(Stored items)
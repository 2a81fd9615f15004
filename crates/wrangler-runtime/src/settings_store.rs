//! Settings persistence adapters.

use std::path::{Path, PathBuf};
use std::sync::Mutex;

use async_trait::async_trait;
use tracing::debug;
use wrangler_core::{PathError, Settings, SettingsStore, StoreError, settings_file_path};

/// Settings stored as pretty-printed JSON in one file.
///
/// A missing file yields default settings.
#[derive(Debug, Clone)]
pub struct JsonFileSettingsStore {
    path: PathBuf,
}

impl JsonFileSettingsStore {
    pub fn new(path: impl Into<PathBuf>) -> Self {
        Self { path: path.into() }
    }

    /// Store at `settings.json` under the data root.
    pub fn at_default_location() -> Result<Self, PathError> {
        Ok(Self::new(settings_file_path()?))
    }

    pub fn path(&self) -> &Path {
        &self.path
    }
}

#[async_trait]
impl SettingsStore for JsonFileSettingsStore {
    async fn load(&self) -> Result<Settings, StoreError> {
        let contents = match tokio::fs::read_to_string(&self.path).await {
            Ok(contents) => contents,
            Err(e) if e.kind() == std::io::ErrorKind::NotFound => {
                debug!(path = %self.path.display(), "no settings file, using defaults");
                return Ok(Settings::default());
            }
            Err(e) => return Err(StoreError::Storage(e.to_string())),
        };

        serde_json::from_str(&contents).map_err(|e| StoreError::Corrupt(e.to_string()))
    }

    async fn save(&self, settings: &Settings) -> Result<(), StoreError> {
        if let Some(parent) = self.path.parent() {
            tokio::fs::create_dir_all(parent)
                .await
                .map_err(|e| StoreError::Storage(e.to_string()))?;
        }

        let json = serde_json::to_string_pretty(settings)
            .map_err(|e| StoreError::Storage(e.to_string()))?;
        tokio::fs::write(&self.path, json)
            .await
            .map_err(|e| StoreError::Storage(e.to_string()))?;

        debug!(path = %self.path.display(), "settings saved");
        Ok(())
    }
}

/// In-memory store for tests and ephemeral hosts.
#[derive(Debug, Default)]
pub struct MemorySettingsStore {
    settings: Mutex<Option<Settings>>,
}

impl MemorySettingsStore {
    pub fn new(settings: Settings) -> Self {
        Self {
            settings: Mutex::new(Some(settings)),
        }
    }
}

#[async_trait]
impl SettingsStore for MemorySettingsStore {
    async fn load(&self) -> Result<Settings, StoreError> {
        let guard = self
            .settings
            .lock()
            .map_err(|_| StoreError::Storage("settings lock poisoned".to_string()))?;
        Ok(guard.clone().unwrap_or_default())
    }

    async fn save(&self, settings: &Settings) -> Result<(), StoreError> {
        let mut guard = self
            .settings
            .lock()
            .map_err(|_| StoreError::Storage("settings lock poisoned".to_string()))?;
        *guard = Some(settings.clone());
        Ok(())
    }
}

▸ **Your objective**:
Search the data above for the word "display". Copy each line it is in.

▸ **Response area**:
                debug!(path = %self.path.display(), "no settings file, using defaults");
        debug!(path = %self.path.display(), "settings saved");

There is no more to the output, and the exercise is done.